Cutting down social welfare expenditure and pampering the big corporates, big business and finance capital – is the hallmark of neoliberal policies.

CITU and other central trade unions (except the BMS, which called the Code on Social Security ‘historic and revolutionary piece of legislation!) are determined to expose this fraud on the workers.

The mass dharna near Parliament on 9-11 November 2017 is part of this effort. We appeal to the workers irrespective of affiliations to be prepared for bigger struggles till we achieve universal social security for ALL.

We shall Fight! We shall Win!

Stop disinvestment and strategic sale of public sector undertakings – this is one of the major demands of the joint trade union movement.

Why does the government want to privatise and dismantle the public sector, in the first place?

Privatisation is one of the major components of neoliberal policies, to which both the Congress and the BJP are committed – privatisation of public enterprises, public resources and public services etc. It is a method of handing over public property, property belonging to the people, to private corporates, so that they can amass wealth at the cost of the nation.

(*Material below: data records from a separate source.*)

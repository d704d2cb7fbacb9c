//! Integration tests for bounds resolution through a background source

use std::sync::atomic::{AtomicUsize, Ordering};
use std::sync::Arc;
use std::thread;
use std::time::{Duration, Instant};

use slotplay::player::driver::{run_until_idle, LoopExit};
use slotplay::{
    Bounds, BoundsError, BoundsSource, EngineOptions, FixedWallClock, SlotPlayer, StreamBounds,
    StreamId,
};

use crate::helpers::{pump_until, record_events, slow_source};

fn streams(names: &[&str]) -> Vec<StreamId> {
    names.iter().map(|name| name.to_string()).collect()
}

#[test]
fn bounds_resolve_through_worker() {
    let source = slow_source(Duration::from_millis(10), 1_000, 2_000);
    let player = SlotPlayer::with_source(EngineOptions::default(), FixedWallClock(2_000), source);
    let log = record_events(&player);

    player.set_streams(streams(&["blocks"]));
    assert!(player.meta().is_loading);

    assert_eq!(run_until_idle(&player), LoopExit::Idle);

    let meta = player.meta();
    assert!(!meta.is_loading);
    assert_eq!(meta.error, None);
    assert_eq!(player.config_state().min_slot, Some(1_000));
    assert_eq!(player.config_state().max_slot, Some(2_000));
    assert_eq!(player.slot_state().current_slot, 1_998);
    assert_eq!(log.borrow().slots, vec![1_998]);
}

#[test]
fn source_aggregates_rows_per_stream() {
    let source: Arc<dyn BoundsSource> = Arc::new(|streams: &[StreamId]| {
        let rows: Vec<StreamBounds> = streams
            .iter()
            .enumerate()
            .map(|(i, stream)| StreamBounds {
                stream: stream.clone(),
                min_slot: 100 + i as u64 * 10,
                max_slot: 500 + i as u64 * 10,
            })
            .collect();
        Bounds::aggregate(&rows)
    });
    let player = SlotPlayer::with_source(EngineOptions::default(), FixedWallClock(0), source);

    player.set_streams(streams(&["blocks", "attestations", "blobs"]));
    run_until_idle(&player);

    assert_eq!(player.config_state().min_slot, Some(100));
    assert_eq!(player.config_state().max_slot, Some(520));
}

#[test]
fn source_failure_surfaces_error_and_gates_playback() {
    let source: Arc<dyn BoundsSource> = Arc::new(|_: &[StreamId]| -> Result<Bounds, BoundsError> {
        Err(BoundsError::source_failed("query timed out"))
    });
    let player = SlotPlayer::with_source(EngineOptions::default(), FixedWallClock(0), source);

    player.set_streams(streams(&["blocks"]));
    run_until_idle(&player);

    let meta = player.meta();
    assert!(!meta.is_loading);
    assert_eq!(
        meta.error.as_deref(),
        Some("Bounds source failed: query timed out")
    );

    player.controls().play();
    assert!(!player.slot_state().is_playing);
}

#[test]
fn superseded_stream_set_is_ignored() {
    let source: Arc<dyn BoundsSource> = Arc::new(|streams: &[StreamId]| {
        if streams.len() == 1 {
            thread::sleep(Duration::from_millis(50));
            Bounds::new(0, 100)
        } else {
            Bounds::new(0, 900)
        }
    });
    let player = SlotPlayer::with_source(EngineOptions::default(), FixedWallClock(0), source);

    player.set_streams(streams(&["blocks"]));
    player.set_streams(streams(&["blocks", "blobs"]));
    run_until_idle(&player);

    // Give the superseded fetch time to land, then pump again
    thread::sleep(Duration::from_millis(60));
    player.on_frame(Instant::now());

    assert_eq!(player.config_state().max_slot, Some(900));
    assert_eq!(player.slot_state().current_slot, 898);
}

#[test]
fn stream_change_keeps_position() {
    let calls = Arc::new(AtomicUsize::new(0));
    let counter = Arc::clone(&calls);
    let source: Arc<dyn BoundsSource> = Arc::new(move |_: &[StreamId]| {
        let n = counter.fetch_add(1, Ordering::SeqCst) as u64;
        Bounds::new(0, 500 + n * 100)
    });
    let player = SlotPlayer::with_source(EngineOptions::default(), FixedWallClock(0), source);

    player.set_streams(streams(&["blocks"]));
    run_until_idle(&player);
    player.controls().go_to_slot(250);

    player.set_streams(streams(&["blocks", "blobs"]));
    run_until_idle(&player);

    assert_eq!(calls.load(Ordering::SeqCst), 2);
    assert_eq!(player.config_state().max_slot, Some(600));
    assert_eq!(player.slot_state().current_slot, 250);
}

#[test]
fn autoplay_starts_once_bounds_arrive() {
    let options = EngineOptions {
        autoplay: true,
        ..EngineOptions::default()
    };
    let source = slow_source(Duration::from_millis(5), 0, 500);
    let player = SlotPlayer::with_source(options, FixedWallClock(0), source);

    player.set_streams(streams(&["blocks"]));
    pump_until(&player, |p| p.config_state().max_slot.is_some());

    assert!(player.slot_state().is_playing);
    assert!(player.is_ticking());
}

#[test]
fn late_result_after_dispose_is_dropped() {
    let source = slow_source(Duration::from_millis(50), 0, 500);
    let player = SlotPlayer::with_source(EngineOptions::default(), FixedWallClock(0), source);

    player.set_streams(streams(&["blocks"]));
    player.dispose();
    thread::sleep(Duration::from_millis(80));
    player.on_frame(Instant::now());

    assert!(player.is_disposed());
    assert_eq!(player.config_state().max_slot, None);
}

#[test]
fn dropping_player_mid_fetch_does_not_block() {
    let source = slow_source(Duration::from_millis(200), 0, 500);
    let player = SlotPlayer::with_source(EngineOptions::default(), FixedWallClock(0), source);
    player.set_streams(streams(&["blocks"]));

    let started = Instant::now();
    drop(player);

    assert!(started.elapsed() < Duration::from_millis(150));
}
//! Wall-clock slot sources
//!
//! Staleness is measured against the slot implied by real time. The engine
//! does not own that clock; it asks a [`WallClock`] whenever it recomputes
//! the derived live/stale flags.

use chrono::{DateTime, TimeZone, Utc};

use crate::player::SLOT_DURATION_MS;

/// Ethereum mainnet beacon chain genesis (2020-12-01 12:00:23 UTC).
pub const MAINNET_GENESIS_UNIX_SECS: i64 = 1_606_824_023;

/// Reports the slot implied by the current real time.
pub trait WallClock {
    fn current_slot(&self) -> u64;
}

/// Derives the wall-clock slot from a chain genesis time.
#[derive(Debug, Clone, Copy)]
pub struct GenesisClock {
    genesis: DateTime<Utc>,
}

impl GenesisClock {
    pub fn new(genesis: DateTime<Utc>) -> Self {
        Self { genesis }
    }

    /// Build from a unix timestamp; out-of-range values fall back to mainnet.
    pub fn from_unix_secs(secs: i64) -> Self {
        let genesis = Utc
            .timestamp_opt(secs, 0)
            .single()
            .or_else(|| Utc.timestamp_opt(MAINNET_GENESIS_UNIX_SECS, 0).single())
            .unwrap_or_default();
        Self { genesis }
    }

    pub fn mainnet() -> Self {
        Self::from_unix_secs(MAINNET_GENESIS_UNIX_SECS)
    }

    /// Slot containing the instant `at`. Instants before genesis map to slot 0.
    pub fn slot_at(&self, at: DateTime<Utc>) -> u64 {
        let elapsed_ms = at.signed_duration_since(self.genesis).num_milliseconds();
        if elapsed_ms <= 0 {
            return 0;
        }
        elapsed_ms as u64 / SLOT_DURATION_MS as u64
    }

    /// Start instant of `slot`.
    pub fn slot_start(&self, slot: u64) -> DateTime<Utc> {
        let offset_ms = slot.saturating_mul(SLOT_DURATION_MS as u64);
        let offset = chrono::Duration::milliseconds(offset_ms.min(i64::MAX as u64) as i64);
        self.genesis
            .checked_add_signed(offset)
            .unwrap_or(DateTime::<Utc>::MAX_UTC)
    }
}

impl Default for GenesisClock {
    fn default() -> Self {
        Self::mainnet()
    }
}

impl WallClock for GenesisClock {
    fn current_slot(&self) -> u64 {
        self.slot_at(Utc::now())
    }
}

/// A wall clock pinned to a caller-supplied slot.
#[derive(Debug, Clone, Copy, Default, PartialEq, Eq)]
pub struct FixedWallClock(pub u64);

impl WallClock for FixedWallClock {
    fn current_slot(&self) -> u64 {
        self.0
    }
}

Privatisation process in our country was initiated under the Congress regime in 1991, when the neoliberal policies were officially introduced. Attempts to privatise the public sector undertakings, hand over control and management of public resources to private players continued since then. However, they had to retreat in the face of strong opposition from the united working class movement and the people; when the Left parties, who consistently opposed privatisation, had a strong presence in the Parliament.

Now, with the BJP government coming to power at the centre with its own majority in 2014, this process has gained momentum.

Soon after coming to power this BJP government dismantled the Planning Commission and replaced it with the NITI (National Institution for Transforming India) Ayog. The NITI Ayog was entrusted with the task of identifying public sector undertakings for disinvestment and strategic sale. It has identified 74 PSUs including 26 for downright closure and 10 for strategic disinvestment. It is pushing for disinvestment of PSUs till strategic sale is concluded.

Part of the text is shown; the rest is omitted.